Functional Diversification of Dicer-like Proteins and Small RNAs Required for Genome Sculpting

• scnRNAs in Paramecium are produced by cooperation of Dcl2 and Dcl3
• scnRNAs are essential for complete epigenetic DNA and transposable element removal
• A class of sRNAs produced by Dcl5—“iesRNAs”—precisely demarcates DNA ends
• Both scnRNAs and iesRNAs are essential for complete DNA removal

SummaryIn eukaryotes, small RNAs (sRNAs) have key roles in development, gene expression regulation, and genome integrity maintenance. In ciliates, such as Paramecium, sRNAs form the heart of an epigenetic system that has evolved from core eukaryotic gene silencing components to selectively target DNA for deletion. In Paramecium, somatic genome development from the germline genome accurately eliminates the bulk of typically gene-interrupting, noncoding DNA. We have discovered an sRNA class (internal eliminated sequence [IES] sRNAs [iesRNAs]), arising later during Paramecium development, which originates from and precisely delineates germline DNA (IESs) and complements the initial sRNAs (“scan” RNAs [scnRNAs]) in targeting DNA for elimination.
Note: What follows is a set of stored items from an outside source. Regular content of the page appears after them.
//! Grouped aggregation. Rows group by the concatenation of their
//! group-column values joined with `|`; each group computes COUNT over
//! its row count and SUM/AVG/MAX/MIN over the values of the aggregate
//! column that parse as `f64` (unparsable values are skipped).

use std::collections::BTreeMap;

use crate::records::Row;

use super::ExecutionEngine;

/// Aggregate function of a GROUP BY clause.
#[derive(Debug, Clone, Copy, PartialEq, Eq)]
pub enum AggFunc {
    Count,
    Sum,
    Avg,
    Max,
    Min,
}

impl AggFunc {
    pub fn as_str(&self) -> &'static str {
        match self {
            AggFunc::Count => "COUNT",
            AggFunc::Sum => "SUM",
            AggFunc::Avg => "AVG",
            AggFunc::Max => "MAX",
            AggFunc::Min => "MIN",
        }
    }

    pub fn parse(s: &str) -> Option<Self> {
        match s {
            "COUNT" => Some(AggFunc::Count),
            "SUM" => Some(AggFunc::Sum),
            "AVG" => Some(AggFunc::Avg),
            "MAX" => Some(AggFunc::Max),
            "MIN" => Some(AggFunc::Min),
            _ => None,
        }
    }
}

/// One group of the GROUP BY output: the grouping key fragments plus the
/// computed aggregates keyed by function name.
#[derive(Debug, Clone, PartialEq)]
pub struct GroupRow {
    keys: Vec<String>,
    aggregates: BTreeMap<String, f64>,
}

impl GroupRow {
    pub fn keys(&self) -> &[String] {
        &self.keys
    }

    pub fn aggregates(&self) -> &BTreeMap<String, f64> {
        &self.aggregates
    }

    pub fn aggregate(&self, func: AggFunc) -> Option<f64> {
        self.aggregates.get(func.as_str()).copied()
    }
}

impl ExecutionEngine {
    /// Groups the table's rows by `group_columns` and computes the given
    /// `(column name, function)` aggregates per group. Unknown column
    /// names are skipped. Groups come back in key order.
    pub fn group_by(
        &mut self,
        table: &str,
        group_columns: &[String],
        aggregates: &[(String, AggFunc)],
    ) -> Vec<GroupRow> {
        let rows = self.seq_scan(table);
        if rows.is_empty() {
            return Vec::new();
        }

        let catalog = self.storage().catalog();
        let group_indices: Vec<usize> = group_columns
            .iter()
            .filter_map(|name| catalog.get_column_index(table, name))
            .collect();
        let agg_indices: Vec<(usize, AggFunc)> = aggregates
            .iter()
            .filter_map(|(name, func)| {
                catalog
                    .get_column_index(table, name)
                    .map(|idx| (idx, *func))
            })
            .collect();

        let mut groups: BTreeMap<String, Vec<&Row>> = BTreeMap::new();
        for row in &rows {
            let key = group_indices
                .iter()
                .map(|&idx| row.values().get(idx).map(String::as_str).unwrap_or(""))
                .collect::<Vec<_>>()
                .join("|");
            groups.entry(key).or_default().push(row);
        }

        let mut out = Vec::with_capacity(groups.len());
        for (key, members) in &groups {
            let keys: Vec<String> = if group_columns.is_empty() {
                Vec::new()
            } else {
                key.split('|')
                    .take(group_columns.len())
                    .map(str::to_string)
                    .collect()
            };

            let mut computed = BTreeMap::new();
            for &(col, func) in &agg_indices {
                if func == AggFunc::Count {
                    computed.insert(func.as_str().to_string(), members.len() as f64);
                    continue;
                }
                let nums: Vec<f64> = members
                    .iter()
                    .filter_map(|row| row.values().get(col))
                    .filter_map(|value| value.parse::<f64>().ok())
                    .collect();
                if nums.is_empty() {
                    continue;
                }
                let value = match func {
                    AggFunc::Sum => nums.iter().sum(),
                    AggFunc::Avg => nums.iter().sum::<f64>() / nums.len() as f64,
                    AggFunc::Max => nums.iter().copied().fold(f64::NEG_INFINITY, f64::max),
                    AggFunc::Min => nums.iter().copied().fold(f64::INFINITY, f64::min),
                    AggFunc::Count => unreachable!(),
                };
                computed.insert(func.as_str().to_string(), value);
            }

            out.push(GroupRow {
                keys,
                aggregates: computed,
            });
        }
        out
    }
}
We show that whole-genome duplications have facilitated successive differentiations of Paramecium Dicer-like proteins, leading to cooperation between Dcl2 and Dcl3 to produce scnRNAs and to the production of iesRNAs by Dcl5. These innovations highlight the ability of sRNA systems to acquire capabilities, including those in genome development and integrity.